Drunkorexia: “Esse termo é utilizado para caracterizar um comportamento alimentar restritivo, em que a pessoa restringe o que vai comer para poder utilizar suas calorias permitidas para o consumo de álcool. Consequentemente, fica exposta a maiores riscos, como a embriaguez e um uso nocivo do álcool. Comportamento muito comum entre jovens com anorexia ou bulimia, em que passam a não comer para beber. Não constitui um diagnóstico isolado, mas pode ser agravante em comportamentos de risco destes quadros alimentares.” 

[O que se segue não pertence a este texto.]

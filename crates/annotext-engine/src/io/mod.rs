use crate::editing::document::{Block, Document};
use std::fs;
use std::path::{Path, PathBuf};

#[derive(Debug, thiserror::Error)]
pub enum IoError {
    #[error("File not found: {0}")]
    NotFound(PathBuf),
    #[error("IO error: {0}")]
    Io(#[from] std::io::Error),
    #[error("Invalid document JSON: {0}")]
    Json(#[from] serde_json::Error),
}

/// Parse a document from its JSON block array. The result is normalized.
pub fn parse_document(json: &str) -> Result<Document, IoError> {
    let blocks: Vec<Block> = serde_json::from_str(json)?;
    Ok(Document::from_blocks(blocks))
}

/// Pretty-printed JSON for a document
pub fn document_to_json(document: &Document) -> Result<String, IoError> {
    Ok(serde_json::to_string_pretty(document)?)
}

/// Read a document file
pub fn read_document(path: &Path) -> Result<Document, IoError> {
    if !path.exists() {
        return Err(IoError::NotFound(path.to_path_buf()));
    }
    let content = fs::read_to_string(path)?;
    let document = parse_document(&content)?;
    log::info!(
        "loaded {} ({} blocks)",
        path.display(),
        document.blocks().len()
    );
    Ok(document)
}

/// Read a document file, falling back to the sample document when the file
/// does not exist yet
pub fn read_document_or_sample(path: &Path) -> Result<Document, IoError> {
    match read_document(path) {
        Err(IoError::NotFound(_)) => {
            log::info!("{} not found, starting from sample", path.display());
            Ok(Document::sample())
        }
        other => other,
    }
}

/// Write a document file, creating parent directories as needed
pub fn write_document(path: &Path, document: &Document) -> Result<(), IoError> {
    if let Some(parent) = path.parent()
        && !parent.as_os_str().is_empty()
    {
        fs::create_dir_all(parent)?;
    }

    let mut json = document_to_json(document)?;
    json.push('\n');
    fs::write(path, json)?;
    log::info!("saved {}", path.display());
    Ok(())
}

#[cfg(test)]
mod tests {
    use super::*;
    use crate::editing::leaf::{Leaf, Mark};
    use crate::tests::{create_test_dir, create_test_file, doc, plain};
    use pretty_assertions::assert_eq;

    #[test]
    fn test_parse_document_in_stored_shape() {
        let json = r#"[
            {
                "type": "paragraph",
                "children": [
                    { "text": "plain " },
                    { "text": "or comment", "comment": true, "data": " comment text", "isVoid": true },
                    { "text": "gone", "bold": null }
                ]
            }
        ]"#;

        let document = parse_document(json).unwrap();

        assert_eq!(
            document.blocks()[0].children,
            vec![
                plain("plain "),
                Leaf::new("or comment").with_comment(" comment text"),
                plain("gone"),
            ]
        );
    }

    #[test]
    fn test_parse_empty_array_yields_empty_document() {
        assert!(parse_document("[]").unwrap().is_empty());
    }

    #[test]
    fn test_parse_rejects_invalid_json() {
        let result = parse_document("{not json");
        assert!(matches!(result, Err(IoError::Json(_))));
    }

    #[test]
    fn test_document_json_omits_unset_marks() {
        let document = doc(vec![vec![plain("a"), Leaf::new("b").with(Mark::Bold)]]);

        let json = document_to_json(&document).unwrap();
        let value: serde_json::Value = serde_json::from_str(&json).unwrap();

        assert_eq!(
            value,
            serde_json::json!([
                {
                    "type": "paragraph",
                    "children": [
                        { "text": "a" },
                        { "text": "b", "bold": true }
                    ]
                }
            ])
        );
    }

    #[test]
    fn test_write_then_read_document() {
        let dir = create_test_dir();
        let path = dir.path().join("nested/doc.json");
        let document = Document::sample();

        write_document(&path, &document).unwrap();
        let loaded = read_document(&path).unwrap();

        assert_eq!(loaded, document);
    }

    #[test]
    fn test_read_document_not_found() {
        let dir = create_test_dir();
        let result = read_document(&dir.path().join("missing.json"));
        assert!(matches!(result, Err(IoError::NotFound(_))));
    }

    #[test]
    fn test_read_document_or_sample_falls_back_only_when_missing() {
        let dir = create_test_dir();

        let sample = read_document_or_sample(&dir.path().join("missing.json")).unwrap();
        assert_eq!(sample, Document::sample());

        let broken = create_test_file(&dir, "broken.json", "[{");
        assert!(read_document_or_sample(&broken).is_err());
    }
}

Fatorexia: “Esse termo é utilizado para enquadrar de forma leiga algumas pessoas que têm obesidade, mas não conseguem perceber seu tamanho corporal dentro da sua proporção real. Tem-se uma corrente de pessoas que relatam que seria o inverso da ‘anorexia’, mas o relatado por quem passa por esse transtorno é que somente em algum momento você percebe que está com um tamanho maior. Para poder avançar como uma categoria, ou agrupamento de pessoas que possivelmente sofrem com esta questão, precisa-se descrever melhor o que sofreriam e o que teriam sofrido de prejuízos. Ainda muito controverso”, comenta. 





CURA E PREVENÇÃO 


A dúvida que fica é: afinal, há cura? Ou seja, é possível se ver livre do transtorno alimentar? A resposta é sim, conforme a psicóloga Fabiane de Faria. “É possível, mas mesmo assim o paciente deve estar sempre alerta para que esses padrões de comportamentos não retornem caso aconteça algum fator externo na sua vida. Por exemplo, a pessoa está vivendo de forma saudável após o tratamento, mas a mãe ou pai morrem. O paciente se sente muito nervoso, desamparado e começa novamente a ter padrões compensatórios da emoção na comida.” 

“A manutenção é sempre mais fácil quando o paciente está confortável, mas quando existe alguma crise na sua vida, ele deve se manter em alerta para não retomar comportamentos que seriam um gatilho para o transtorno”, afirma. 
 
(foto: Datz Comunicação/Divulgação)
 

Nesse cenário, o atendimento médico é de suma importância, segundo a psicóloga. Isso porque é o psiquiatra o principal responsável pelo diagnóstico do transtorno – normalmente feito com base em relatos e em exames físicos e psíquicos do paciente.

Além disso, é o especialista mental que irá ditar o melhor tratamento e ajudar no controle emocional. Fabiane de Faria, inclusive, recomenda que a pessoa busque ajuda sempre que perceber pensamentos desajustados em relação a imagem corporal e padrão alimentar. 





“Está tudo bem fazer uma dieta, mas quando você não consegue flexibilizar e, por exemplo, falta no aniversário de uma amiga, é hora de procurar ajuda. Sempre que os comportamentos forem limitadores, estamos precisando de ajuda. Também é importante escutar as pessoas a nossa volta. Afinal, se todo mundo te fala o contrário do que você está achando sobre seu corpo, porque só você estaria certo?”, diz. 

A psicóloga destaca, ainda, a importância de buscar uma relação saudável com corpo desde sempre, a fim de evitar o aparecimento dos transtornos. “A prevenção acontece de forma natural, quando temos uma relação saudável com nossa vida alimentar. Nossa alimentação e nosso corpo é mais uma parcela da nossa vida, junto com outras coisas, como profissão, vida familiar, entre outros. Dessa forma, o nosso comportamento e pensamentos não devem ser centralizados no nosso corpo ou na nossa alimentação.”